INPUT:
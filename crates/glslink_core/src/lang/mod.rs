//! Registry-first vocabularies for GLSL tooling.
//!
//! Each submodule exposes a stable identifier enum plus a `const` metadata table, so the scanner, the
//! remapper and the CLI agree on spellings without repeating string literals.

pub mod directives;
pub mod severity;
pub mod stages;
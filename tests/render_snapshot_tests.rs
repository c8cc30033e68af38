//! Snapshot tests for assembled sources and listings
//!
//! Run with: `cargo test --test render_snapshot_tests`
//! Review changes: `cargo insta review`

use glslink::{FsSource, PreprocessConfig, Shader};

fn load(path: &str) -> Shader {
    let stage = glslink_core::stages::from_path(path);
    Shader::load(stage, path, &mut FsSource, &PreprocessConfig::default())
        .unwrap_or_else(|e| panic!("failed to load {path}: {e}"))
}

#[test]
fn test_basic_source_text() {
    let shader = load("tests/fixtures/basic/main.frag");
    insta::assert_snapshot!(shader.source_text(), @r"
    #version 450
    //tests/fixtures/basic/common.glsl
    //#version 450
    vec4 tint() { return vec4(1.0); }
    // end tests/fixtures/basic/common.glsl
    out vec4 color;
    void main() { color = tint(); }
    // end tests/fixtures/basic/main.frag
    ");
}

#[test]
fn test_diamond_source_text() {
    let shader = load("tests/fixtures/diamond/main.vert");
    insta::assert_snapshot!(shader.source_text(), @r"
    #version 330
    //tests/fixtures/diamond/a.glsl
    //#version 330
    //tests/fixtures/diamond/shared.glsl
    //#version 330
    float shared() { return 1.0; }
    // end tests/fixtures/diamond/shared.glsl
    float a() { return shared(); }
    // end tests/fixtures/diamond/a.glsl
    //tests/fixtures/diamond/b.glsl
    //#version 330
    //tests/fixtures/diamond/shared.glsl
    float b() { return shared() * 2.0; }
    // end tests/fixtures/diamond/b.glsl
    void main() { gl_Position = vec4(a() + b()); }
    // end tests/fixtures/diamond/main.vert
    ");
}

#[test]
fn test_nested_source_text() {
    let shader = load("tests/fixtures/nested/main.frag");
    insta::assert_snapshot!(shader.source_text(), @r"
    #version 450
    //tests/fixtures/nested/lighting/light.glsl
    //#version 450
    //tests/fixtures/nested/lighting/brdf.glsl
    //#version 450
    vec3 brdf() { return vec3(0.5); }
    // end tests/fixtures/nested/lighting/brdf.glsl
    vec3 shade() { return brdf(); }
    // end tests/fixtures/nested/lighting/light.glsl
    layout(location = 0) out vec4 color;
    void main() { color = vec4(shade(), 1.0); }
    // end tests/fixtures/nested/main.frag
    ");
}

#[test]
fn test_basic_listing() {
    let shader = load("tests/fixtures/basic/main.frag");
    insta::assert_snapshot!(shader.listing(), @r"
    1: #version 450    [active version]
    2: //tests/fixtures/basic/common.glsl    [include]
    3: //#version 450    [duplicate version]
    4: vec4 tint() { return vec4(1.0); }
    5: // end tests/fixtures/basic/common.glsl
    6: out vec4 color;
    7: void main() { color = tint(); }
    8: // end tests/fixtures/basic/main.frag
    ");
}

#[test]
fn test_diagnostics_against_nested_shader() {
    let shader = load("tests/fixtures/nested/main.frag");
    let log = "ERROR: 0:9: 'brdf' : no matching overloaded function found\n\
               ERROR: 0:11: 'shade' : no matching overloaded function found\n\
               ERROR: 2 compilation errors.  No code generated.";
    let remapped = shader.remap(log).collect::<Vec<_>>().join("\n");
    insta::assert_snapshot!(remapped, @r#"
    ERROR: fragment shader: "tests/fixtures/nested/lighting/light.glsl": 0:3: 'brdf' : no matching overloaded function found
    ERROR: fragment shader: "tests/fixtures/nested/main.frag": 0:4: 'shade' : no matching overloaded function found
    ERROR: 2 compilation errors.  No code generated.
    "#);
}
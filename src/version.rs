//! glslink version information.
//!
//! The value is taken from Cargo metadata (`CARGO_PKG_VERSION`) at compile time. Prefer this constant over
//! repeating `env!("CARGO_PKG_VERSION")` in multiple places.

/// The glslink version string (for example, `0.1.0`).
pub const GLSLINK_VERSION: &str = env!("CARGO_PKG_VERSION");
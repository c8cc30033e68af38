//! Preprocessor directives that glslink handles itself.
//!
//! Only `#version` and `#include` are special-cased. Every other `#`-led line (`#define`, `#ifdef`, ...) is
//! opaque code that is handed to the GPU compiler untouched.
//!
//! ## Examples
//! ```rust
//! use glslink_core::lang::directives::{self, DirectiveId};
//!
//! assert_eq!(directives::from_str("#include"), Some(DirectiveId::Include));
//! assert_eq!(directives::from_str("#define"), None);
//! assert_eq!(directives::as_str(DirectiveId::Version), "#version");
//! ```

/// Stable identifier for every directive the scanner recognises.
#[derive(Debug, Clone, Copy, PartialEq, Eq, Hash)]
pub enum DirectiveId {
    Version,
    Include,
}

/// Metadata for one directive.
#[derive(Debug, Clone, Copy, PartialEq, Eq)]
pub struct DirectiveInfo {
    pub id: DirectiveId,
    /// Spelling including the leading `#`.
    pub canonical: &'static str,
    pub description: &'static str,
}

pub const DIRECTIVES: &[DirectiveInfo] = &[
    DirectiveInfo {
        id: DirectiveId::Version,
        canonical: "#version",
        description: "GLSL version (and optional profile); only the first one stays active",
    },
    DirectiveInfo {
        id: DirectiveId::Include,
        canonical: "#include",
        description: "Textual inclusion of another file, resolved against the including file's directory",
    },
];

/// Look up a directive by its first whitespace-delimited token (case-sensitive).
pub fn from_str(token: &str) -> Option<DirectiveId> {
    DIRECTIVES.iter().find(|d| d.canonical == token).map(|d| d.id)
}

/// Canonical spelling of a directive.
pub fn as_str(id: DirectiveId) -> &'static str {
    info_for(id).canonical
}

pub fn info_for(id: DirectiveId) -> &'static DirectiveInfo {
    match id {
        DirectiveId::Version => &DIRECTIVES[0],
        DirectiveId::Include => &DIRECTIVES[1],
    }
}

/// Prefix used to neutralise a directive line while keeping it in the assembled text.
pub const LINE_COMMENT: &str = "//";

ASSIGNMENT:
Go through the entries and copy each line holding the string "that".

EXERCISE ANSWER:
//! Preprocessor directives that glslink handles itself.
//! opaque code that is handed to the GPU compiler untouched.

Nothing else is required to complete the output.